- [WHAT YOU WILL DO]:
Pull out each line of the data that includes the word "KEYS".

- [RECORDS SHOWN]:
****************
//! Cache Store Module
//!
//! Fixed-TTL key-value cache with lazy expiry and an explicit sweep.

use std::collections::HashMap;
use std::fmt;
use std::sync::Arc;
use std::time::Duration;

use parking_lot::Mutex;

use crate::cache::{CacheEntry, CacheStats};
use crate::clock::{Clock, SystemClock};

// == Expiring Cache ==
/// Thread-safe cache whose entries vanish once older than a fixed TTL.
///
/// A single mutex guards the whole map and every operation holds it for its
/// full duration. Expired entries are never served: `get` drops them on
/// sight, and [`ExpiringCache::cleanup_expired`] reclaims the ones nobody
/// reads again.
pub struct ExpiringCache<V> {
    inner: Mutex<Inner<V>>,
    ttl: Duration,
    clock: Arc<dyn Clock>,
}

struct Inner<V> {
    entries: HashMap<String, CacheEntry<V>>,
    stats: CacheStats,
}

impl<V: Clone> ExpiringCache<V> {
    // == Constructor ==
    /// Creates a cache reading time from the system clock.
    pub fn new(ttl: Duration) -> Self {
        Self::with_clock(ttl, Arc::new(SystemClock))
    }

    /// Creates a cache reading time from `clock`.
    pub fn with_clock(ttl: Duration, clock: Arc<dyn Clock>) -> Self {
        Self {
            inner: Mutex::new(Inner {
                entries: HashMap::new(),
                stats: CacheStats::new(),
            }),
            ttl,
            clock,
        }
    }

    // == Get ==
    /// Returns the value for `key` if it is present and fresh.
    ///
    /// A stale entry found under `key` is removed as a side effect.
    pub fn get(&self, key: &str) -> Option<V> {
        let mut guard = self.inner.lock();
        let inner = &mut *guard;
        let now = self.clock.now();

        match inner.entries.get(key).map(|entry| entry.is_expired(self.ttl, now)) {
            Some(false) => {
                inner.stats.record_hit();
                inner.entries.get(key).map(|entry| entry.value.clone())
            }
            Some(true) => {
                inner.entries.remove(key);
                inner.stats.record_expirations(1);
                inner.stats.record_miss();
                None
            }
            None => {
                inner.stats.record_miss();
                None
            }
        }
    }

    // == Set ==
    /// Stores `value` under `key` stamped with the current instant.
    ///
    /// Any previous entry for the key is replaced, value and timestamp
    /// together.
    pub fn set(&self, key: impl Into<String>, value: V) {
        let mut inner = self.inner.lock();
        let now = self.clock.now();
        inner.entries.insert(key.into(), CacheEntry::new(value, now));
    }

    // == Get Or Compute ==
    /// Returns the cached value for `key`, or computes, stores and returns it.
    ///
    /// `compute` runs without the lock held, so two callers missing at the
    /// same time may both compute; the later write wins.
    pub fn get_or_compute<F>(&self, key: &str, compute: F) -> V
    where
        F: FnOnce() -> V,
    {
        if let Some(value) = self.get(key) {
            return value;
        }
        let value = compute();
        self.set(key, value.clone());
        value
    }

    /// Fallible variant of [`ExpiringCache::get_or_compute`]. Errors are
    /// returned to the caller and never cached.
    pub fn try_get_or_compute<F, E>(&self, key: &str, compute: F) -> Result<V, E>
    where
        F: FnOnce() -> Result<V, E>,
    {
        if let Some(value) = self.get(key) {
            return Ok(value);
        }
        let value = compute()?;
        self.set(key, value.clone());
        Ok(value)
    }

    // == Invalidate ==
    /// Removes every key containing `pattern`, or everything when `pattern`
    /// is `None` or empty.
    ///
    /// Returns the number of entries removed.
    pub fn invalidate(&self, pattern: Option<&str>) -> usize {
        let mut guard = self.inner.lock();
        let inner = &mut *guard;
        let before = inner.entries.len();

        match pattern.filter(|p| !p.is_empty()) {
            Some(pattern) => inner.entries.retain(|key, _| !key.contains(pattern)),
            None => inner.entries.clear(),
        }

        let removed = before - inner.entries.len();
        inner.stats.record_invalidations(removed);
        removed
    }

    // == Clear ==
    /// Drops every entry.
    pub fn clear(&self) {
        self.invalidate(None);
    }

    // == Size ==
    /// Number of stored entries, including expired ones not yet swept.
    pub fn size(&self) -> usize {
        self.inner.lock().entries.len()
    }

    /// Number of entries that are still fresh.
    pub fn live_size(&self) -> usize {
        let inner = self.inner.lock();
        let now = self.clock.now();
        inner
            .entries
            .values()
            .filter(|entry| !entry.is_expired(self.ttl, now))
            .count()
    }

    pub fn is_empty(&self) -> bool {
        self.inner.lock().entries.is_empty()
    }

    // == Cleanup Expired ==
    /// Removes all expired entries from the cache.
    ///
    /// Returns the number of entries removed.
    pub fn cleanup_expired(&self) -> usize {
        let mut guard = self.inner.lock();
        let inner = &mut *guard;
        let now = self.clock.now();
        let ttl = self.ttl;
        let before = inner.entries.len();

        inner.entries.retain(|_, entry| !entry.is_expired(ttl, now));

        let removed = before - inner.entries.len();
        inner.stats.record_expirations(removed);
        removed
    }

    // == Stats ==
    /// Snapshot of the cache counters.
    pub fn stats(&self) -> CacheStats {
        let inner = self.inner.lock();
        let mut stats = inner.stats.clone();
        stats.total_entries = inner.entries.len();
        stats
    }

    pub fn ttl(&self) -> Duration {
        self.ttl
    }
}

impl<V> fmt::Debug for ExpiringCache<V> {
    fn fmt(&self, f: &mut fmt::Formatter<'_>) -> fmt::Result {
        f.debug_struct("ExpiringCache")
            .field("ttl", &self.ttl)
            .field("entries", &self.inner.lock().entries.len())
            .finish_non_exhaustive()
    }
}

// == Unit Tests ==
#[cfg(test)]
mod tests {
    use super::*;
    use crate::clock::ManualClock;
    use std::thread;

    const TTL: Duration = Duration::from_secs(300);

    fn cache_with_clock() -> (ExpiringCache<String>, Arc<ManualClock>) {
        let clock = Arc::new(ManualClock::new());
        let cache = ExpiringCache::with_clock(TTL, clock.clone());
        (cache, clock)
    }

    #[test]
    fn test_cache_new() {
        let (cache, _) = cache_with_clock();
        assert_eq!(cache.size(), 0);
        assert!(cache.is_empty());
        assert_eq!(cache.ttl(), TTL);
    }

    #[test]
    fn test_set_and_get() {
        let (cache, _) = cache_with_clock();

        cache.set("key1", "value1".to_string());

        assert_eq!(cache.get("key1").as_deref(), Some("value1"));
        assert_eq!(cache.size(), 1);
    }

    #[test]
    fn test_get_missing_key() {
        let (cache, _) = cache_with_clock();
        assert!(cache.get("missing").is_none());
        assert_eq!(cache.stats().misses, 1);
    }

    #[test]
    fn test_value_served_until_ttl_boundary() {
        let (cache, clock) = cache_with_clock();
        cache.set("key1", "value1".to_string());

        clock.advance(TTL - Duration::from_millis(1));
        assert_eq!(cache.get("key1").as_deref(), Some("value1"));

        clock.advance(Duration::from_millis(2));
        assert!(cache.get("key1").is_none());
    }

    #[test]
    fn test_expired_get_removes_entry() {
        let (cache, clock) = cache_with_clock();
        cache.set("key1", "value1".to_string());

        clock.advance(TTL + Duration::from_secs(1));
        assert_eq!(cache.size(), 1);
        assert!(cache.get("key1").is_none());
        assert_eq!(cache.size(), 0);

        let stats = cache.stats();
        assert_eq!(stats.expirations, 1);
        assert_eq!(stats.misses, 1);
    }

    #[test]
    fn test_overwrite_resets_timestamp() {
        let (cache, clock) = cache_with_clock();

        cache.set("key1", "value1".to_string());
        clock.advance(Duration::from_secs(200));
        cache.set("key1", "value2".to_string());
        clock.advance(Duration::from_secs(200));

        assert_eq!(cache.get("key1").as_deref(), Some("value2"));
        assert_eq!(cache.size(), 1);
    }

    #[test]
    fn test_invalidate_by_pattern() {
        let (cache, _) = cache_with_clock();
        cache.set("user_1_a", "a".to_string());
        cache.set("user_1_b", "b".to_string());
        cache.set("user_2_a", "c".to_string());

        let removed = cache.invalidate(Some("user_1"));

        assert_eq!(removed, 2);
        assert!(cache.get("user_1_a").is_none());
        assert!(cache.get("user_1_b").is_none());
        assert_eq!(cache.get("user_2_a").as_deref(), Some("c"));
        assert_eq!(cache.stats().invalidations, 2);
    }

    #[test]
    fn test_invalidate_without_pattern_clears() {
        let (cache, _) = cache_with_clock();
        cache.set("a", "1".to_string());
        cache.set("b", "2".to_string());

        assert_eq!(cache.invalidate(None), 2);
        assert_eq!(cache.size(), 0);
        assert!(cache.get("a").is_none());
        assert!(cache.get("b").is_none());
    }

    #[test]
    fn test_empty_pattern_clears() {
        let (cache, _) = cache_with_clock();
        cache.set("a", "1".to_string());

        assert_eq!(cache.invalidate(Some("")), 1);
        assert!(cache.is_empty());
    }

    #[test]
    fn test_clear() {
        let (cache, _) = cache_with_clock();
        cache.set("a", "1".to_string());
        cache.clear();
        assert_eq!(cache.size(), 0);
    }

    #[test]
    fn test_size_counts_unswept_expired_entries() {
        let (cache, clock) = cache_with_clock();
        cache.set("old", "1".to_string());
        clock.advance(TTL);
        cache.set("new", "2".to_string());

        assert_eq!(cache.size(), 2);
        assert_eq!(cache.live_size(), 1);
    }

    #[test]
    fn test_cleanup_expired() {
        let (cache, clock) = cache_with_clock();
        cache.set("key1", "value1".to_string());
        clock.advance(Duration::from_secs(250));
        cache.set("key2", "value2".to_string());
        clock.advance(Duration::from_secs(100));

        let removed = cache.cleanup_expired();

        assert_eq!(removed, 1);
        assert_eq!(cache.size(), 1);
        assert_eq!(cache.get("key2").as_deref(), Some("value2"));
        assert_eq!(cache.stats().expirations, 1);
    }

    #[test]
    fn test_get_or_compute_short_circuits_on_hit() {
        let (cache, _) = cache_with_clock();
        let mut calls = 0;

        let first = cache.get_or_compute("summary", || {
            calls += 1;
            "computed".to_string()
        });
        let second = cache.get_or_compute("summary", || {
            calls += 1;
            "recomputed".to_string()
        });

        assert_eq!(first, "computed");
        assert_eq!(second, "computed");
        assert_eq!(calls, 1);
    }

    #[test]
    fn test_get_or_compute_recomputes_after_expiry() {
        let (cache, clock) = cache_with_clock();
        cache.get_or_compute("summary", || "old".to_string());
        clock.advance(TTL);

        let value = cache.get_or_compute("summary", || "new".to_string());
        assert_eq!(value, "new");
    }

    #[test]
    fn test_try_get_or_compute_does_not_cache_errors() {
        let (cache, _) = cache_with_clock();

        let failed: Result<String, &str> = cache.try_get_or_compute("k", || Err("db down"));
        assert_eq!(failed, Err("db down"));
        assert!(cache.is_empty());

        let ok: Result<String, &str> = cache.try_get_or_compute("k", || Ok("v".to_string()));
        assert_eq!(ok.as_deref(), Ok("v"));
        assert_eq!(cache.size(), 1);
    }

    #[test]
    fn test_concurrent_set_and_get() {
        const THREADS: usize = 8;
        const OPS: usize = 500;
        const KEYS: usize = 50;

        let cache: Arc<ExpiringCache<usize>> = Arc::new(ExpiringCache::new(TTL));

        thread::scope(|scope| {
            for t in 0..THREADS {
                let cache = Arc::clone(&cache);
                scope.spawn(move || {
                    for i in 0..OPS {
                        let key = format!("k{}", i % KEYS);
                        cache.set(key.clone(), t * OPS + i);
                        assert!(cache.get(&key).is_some());
                    }
                });
            }
        });

        let stats = cache.stats();
        assert_eq!(cache.size(), KEYS);
        assert_eq!(stats.hits, (THREADS * OPS) as u64);
        assert_eq!(stats.misses, 0);
    }
}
****************
- [RESULT FOR THIS EXERCISE]:
        const KEYS: usize = 50;
                        let key = format!("k{}", i % KEYS);
        assert_eq!(cache.size(), KEYS);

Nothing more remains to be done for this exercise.